(Work required): Below are records; say how many of their lines include the word "ArtifactKind", giving nothing but the number.

______

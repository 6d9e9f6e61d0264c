use std::io::{Cursor, Write};

use async_trait::async_trait;
use pulz_types::{ArtifactKind, ExecutionMetrics, ExecutionPlan, ExecutorArtifact, ExecutorOutcome, Lane, Proposal};
use serde_json::json;
use zip::write::SimpleFileOptions;
use zip::ZipWriter;

use crate::lanes::esc;
use crate::{ExecutionContext, Executor, ExecutorError, ProgressSink};

pub struct SiteExecutor;

#[async_trait]
impl Executor for SiteExecutor {
    fn lane(&self) -> Lane {
        Lane::Site
    }

    async fn plan(
        &self,
        _proposal: &Proposal,
        _ctx: &ExecutionContext,
    ) -> Result<ExecutionPlan, ExecutorError> {
        Ok(ExecutionPlan {
            estimated_tokens: 0,
            estimated_seconds: 2.0,
        })
    }

    async fn run(
        &self,
        _execution_id: &str,
        proposal: &Proposal,
        ctx: &ExecutionContext,
        emit: &dyn ProgressSink,
    ) -> Result<ExecutorOutcome, ExecutorError> {
        ctx.check_cancelled()?;
        emit.emit("lane_started", json!({ "lane": "site" })).await;

        let index_html = page(
            "Home",
            &format!(
                "<h2>What we can build</h2><ul>{}</ul>",
                proposal
                    .data
                    .solution_options
                    .iter()
                    .map(|o| format!("<li>{}</li>", esc(o)))
                    .collect::<String>()
            ),
        );
        let about_html = page(
            "About",
            &format!("<h2>The problem</h2><p>{}</p>", esc(&proposal.data.problem_summary)),
        );
        let contact_html = page(
            "Contact",
            &format!("<h2>Get in touch</h2><p>{}</p>", esc(&proposal.data.message_template)),
        );

        ctx.check_cancelled()?;
        emit.emit("lane_progress", json!({ "lane": "site", "file": "pages" })).await;

        let pages = [
            ("index.html", &index_html),
            ("about.html", &about_html),
            ("contact.html", &contact_html),
        ];
        let zip_bytes = build_zip(&pages)?;

        ctx.check_cancelled()?;
        emit.emit("lane_progress", json!({ "lane": "site", "file": "site.zip" })).await;

        let mut artifacts: Vec<ExecutorArtifact> = pages
            .iter()
            .map(|(name, body)| ExecutorArtifact {
                filename: name.to_string(),
                kind: ArtifactKind::Html,
                text: Some((*body).clone()),
                bytes: body.clone().into_bytes(),
            })
            .collect();
        artifacts.push(ExecutorArtifact {
            filename: "site.zip".to_string(),
            kind: ArtifactKind::Zip,
            text: None,
            bytes: zip_bytes,
        });

        let outcome = ExecutorOutcome {
            outputs: json!({ "files": ["index.html", "about.html", "contact.html", "site.zip"] }),
            metrics: ExecutionMetrics {
                artifact_count: Some(artifacts.len() as u32),
                ..Default::default()
            },
            artifacts,
        };

        emit.emit("lane_finished", json!({ "lane": "site" })).await;
        Ok(outcome)
    }
}

fn page(title: &str, body: &str) -> String {
    format!(
        "<!doctype html>\n<html lang=\"en\">\n<head>\n<meta charset=\"utf-8\">\n<title>{title}</title>\n</head>\n<body>\n<h1>{title}</h1>\n{body}\n</body>\n</html>\n"
    )
}

/// Bundles the three pages flat into a zip archive with no directory prefix.
fn build_zip(pages: &[(&str, &String)]) -> Result<Vec<u8>, ExecutorError> {
    let cursor = Cursor::new(Vec::new());
    let mut writer = ZipWriter::new(cursor);
    let options = SimpleFileOptions::default().compression_method(zip::CompressionMethod::Deflated);

    for (name, body) in pages {
        writer.start_file(*name, options)?;
        writer.write_all(body.as_bytes())?;
    }
    let cursor = writer.finish()?;

    Ok(cursor.into_inner())
}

______

(Your solution): 3